Impacts of a new transcription factor family: mammalian GCM proteins in health and disease

Abstract

GCM proteins constitute a small transcription factor family with a DNA-binding domain exhibiting a novel fold composed of two subdomains rigidly held together by coordination of one of two structural zinc cations. In all known cases, GCM proteins exert the role of master regulators: the prototypical family member determines gliogenesis in Drosophila melanogaster, whereas mammalian GCM proteins orchestrate divergent aspects of development and physiology in placenta, kidney, thymus, and parathyroid gland. Recent data point to an involvement of GCM proteins in different pathological contexts, such as preeclampsia, hyper- or hypoparathyroidism, and parathyroid gland tumors.

Figure 1.

Overview and domain topology of GCM proteins. Numbers to the right indicate amino acid residues in each GCM protein.

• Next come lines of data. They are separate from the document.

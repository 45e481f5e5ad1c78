//! Unload-time flush into durable key-value storage
//!
//! Each buffered pair is written individually, in insertion order, with no
//! batching and no rollback. A write that fails mid-flush ends the flush:
//! earlier pairs stay persisted, later ones are not attempted. Unload must
//! never be aborted over it, so the failure is logged and swallowed.

use crate::state::Snapshot;

/// A single failed storage write
#[derive(Debug, thiserror::Error)]
#[error("storage write failed for key `{key}`: {reason}")]
pub struct StoreError {
    pub key: String,
    pub reason: String,
}

/// Write side of a durable string-to-string store
pub trait StateStore {
    /// Persist one pair, overwriting any prior value for the key
    fn set(&mut self, key: &str, value: &str) -> Result<(), StoreError>;
}

/// Flush a point-in-time snapshot into a store.
///
/// Returns how many pairs were written. A partial flush (quota, etc.) is an
/// accepted degradation, reported at warn level only.
pub fn flush(snapshot: &Snapshot, store: &mut dyn StateStore) -> usize {
    for (written, (key, value)) in snapshot.iter().enumerate() {
        if let Err(err) = store.set(key, value) {
            log::warn!(
                "partial state flush, {written} of {} pairs persisted: {err}",
                snapshot.len()
            );
            return written;
        }
    }
    snapshot.len()
}

/// LocalStorage-backed store (WASM only)
#[cfg(target_arch = "wasm32")]
pub struct LocalStore {
    storage: web_sys::Storage,
}

#[cfg(target_arch = "wasm32")]
impl LocalStore {
    pub fn new(storage: web_sys::Storage) -> Self {
        Self { storage }
    }
}

#[cfg(target_arch = "wasm32")]
impl StateStore for LocalStore {
    fn set(&mut self, key: &str, value: &str) -> Result<(), StoreError> {
        self.storage.set_item(key, value).map_err(|err| StoreError {
            key: key.to_owned(),
            reason: err
                .as_string()
                .unwrap_or_else(|| format!("{err:?}")),
        })
    }
}
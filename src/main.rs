//! Game Shell entry point
//!
//! Wires the pure shell logic to the browser: installs the state entry
//! point and unload flush, attaches the mount observer, then hands control
//! to the engine's own init.

#[cfg(target_arch = "wasm32")]
use wasm_bindgen::prelude::*;

#[cfg(target_arch = "wasm32")]
mod wasm_shell {
    use std::cell::RefCell;

    use wasm_bindgen::prelude::*;
    use web_sys::{Document, MutationObserver, MutationObserverInit, Window};

    use game_shell::bootstrap::{StartupRejection, classify_rejection};
    use game_shell::consts::{LOADING_ELEMENT_ID, STATE_ENTRY_POINT, SURFACE_TAG};
    use game_shell::mount::{MountCheck, MountWatch};
    use game_shell::state::StateBuffer;
    use game_shell::store::{LocalStore, flush};

    // The engine bundle and the audio unlock helper are loaded by the host
    // page before the shell starts; both are reached as window globals.
    #[wasm_bindgen]
    extern "C" {
        /// Opaque engine init. May reject with an Error whose message the
        /// shell classifies; the handle it resolves to is not retained.
        #[wasm_bindgen(catch, js_namespace = window, js_name = initEngine)]
        async fn init_engine() -> Result<JsValue, JsValue>;

        /// Re-arms the page's AudioContext on the first user gesture
        #[wasm_bindgen(js_namespace = window, js_name = restartAudioContext)]
        fn restart_audio_context();
    }

    thread_local! {
        // Single JS thread; callbacks run as whole turns, so a RefCell is
        // all the synchronization the buffer needs.
        static BUFFER: RefCell<StateBuffer> = RefCell::new(StateBuffer::new());
    }

    pub async fn run() -> Result<(), JsValue> {
        console_error_panic_hook::set_once();
        console_log::init_with_level(log::Level::Info).expect("failed to init logger");

        log::info!("game shell starting");

        let window = web_sys::window().expect("no window");
        let document = window.document().expect("no document");

        restart_audio_context();

        install_state_entry_point(&window)?;
        install_unload_flush(&window)?;
        watch_for_mount(&document)?;

        // Last, so none of the registrations above wait on the engine.
        boot().await
    }

    /// Invoke engine init once and classify its outcome.
    ///
    /// A benign control-flow rejection is swallowed without a trace. Any
    /// other rejection is returned unchanged and ends up on the browser's
    /// unhandled-rejection channel.
    async fn boot() -> Result<(), JsValue> {
        match init_engine().await {
            Ok(_) => Ok(()),
            Err(err) => {
                let message = err
                    .dyn_ref::<js_sys::Error>()
                    .map(|e| String::from(e.message()))
                    .unwrap_or_default();
                match classify_rejection(&message) {
                    StartupRejection::BenignControlFlow => Ok(()),
                    StartupRejection::Fatal => Err(err),
                }
            }
        }
    }

    /// Publish the write entry point the engine pushes snapshots through.
    ///
    /// The engine binds `window.buffer_game_state` by name, so the closure
    /// is set on `window` directly and leaked for the page's lifetime.
    fn install_state_entry_point(window: &Window) -> Result<(), JsValue> {
        let closure = Closure::<dyn FnMut(String)>::new(|json: String| {
            BUFFER.with(|buffer| {
                if let Err(err) = buffer.borrow_mut().replace_from_json(&json) {
                    log::error!("discarding state snapshot: {err}");
                }
            });
        });
        js_sys::Reflect::set(
            window.as_ref(),
            &JsValue::from_str(STATE_ENTRY_POINT),
            closure.as_ref(),
        )?;
        closure.forget();
        Ok(())
    }

    /// Flush the buffered snapshot into LocalStorage when the page goes away.
    fn install_unload_flush(window: &Window) -> Result<(), JsValue> {
        let Some(storage) = window.local_storage()? else {
            log::warn!("no LocalStorage - state will not survive reloads");
            return Ok(());
        };

        let closure = Closure::<dyn FnMut(_)>::new(move |_event: web_sys::Event| {
            let mut store = LocalStore::new(storage.clone());
            let written = BUFFER.with(|buffer| flush(buffer.borrow().snapshot(), &mut store));
            log::info!("flushed {written} state pairs");
        });
        window.add_event_listener_with_callback("beforeunload", closure.as_ref().unchecked_ref())?;
        closure.forget();
        Ok(())
    }

    /// Watch for the engine's canvas and dismiss the loading screen once.
    fn watch_for_mount(document: &Document) -> Result<(), JsValue> {
        let body = document
            .body()
            .ok_or_else(|| JsValue::from_str("no document body"))?;

        let doc = document.clone();
        let mut watch = MountWatch::new();
        let closure = Closure::<dyn FnMut(js_sys::Array, MutationObserver)>::new(
            move |_records: js_sys::Array, observer: MutationObserver| {
                let surface_present = doc.query_selector(SURFACE_TAG).ok().flatten().is_some();
                match watch.on_mutation(surface_present) {
                    MountCheck::Mounted => {
                        if let Some(loading) = doc.get_element_by_id(LOADING_ELEMENT_ID) {
                            let _ = loading.set_attribute("class", "hidden");
                        }
                        log::info!("engine mounted, removing loading screen");
                        observer.disconnect();
                    }
                    MountCheck::SurfaceAbsent => {
                        log::warn!("no {SURFACE_TAG} element yet");
                    }
                    MountCheck::Concluded => {}
                }
            },
        );

        let observer = MutationObserver::new(closure.as_ref().unchecked_ref())?;
        let init = MutationObserverInit::new();
        init.set_child_list(true);
        init.set_subtree(true);
        observer.observe_with_options(&body, &init)?;
        closure.forget();
        Ok(())
    }
}

#[cfg(target_arch = "wasm32")]
#[wasm_bindgen(start)]
pub async fn wasm_main() -> Result<(), JsValue> {
    wasm_shell::run().await
}

#[cfg(not(target_arch = "wasm32"))]
fn main() {
    use game_shell::bootstrap::{StartupRejection, classify_rejection};
    use game_shell::consts::BENIGN_STARTUP_PREFIX;
    use game_shell::state::StateBuffer;

    env_logger::init();
    log::info!("game-shell (native) - the shell only does real work on wasm32");

    // Quick smoke of the pure pieces
    assert_eq!(
        classify_rejection(BENIGN_STARTUP_PREFIX),
        StartupRejection::BenignControlFlow
    );
    let mut buffer = StateBuffer::new();
    buffer
        .replace_from_json(r#"{"smoke":"ok"}"#)
        .expect("smoke snapshot should parse");
    println!("✓ shell smoke checks passed");
}

#[cfg(target_arch = "wasm32")]
fn main() {
    // WASM entry point is wasm_main, this is just to satisfy the compiler
}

To avoid superimposing multiple domains in the same GCM protein, one of the two is shown at half height. At the right, the expression site of each GCM protein is listed. Note the presence of two transactivation domains for mammalian and chick GCM proteins. For GCM2/Glide2, xeGCM, and SpGcm, the GCM domain is the only characterized domain. At the bottom, differently patterned squares corresponding to different functional domains are shown (DBD, DNA-binding domain; TA, transactivation domain; NLS, nuclear localization signal; NES, nuclear export signal; PEST, proline-glutamine-serine-threonine rich motif; ID, inhibitory domain).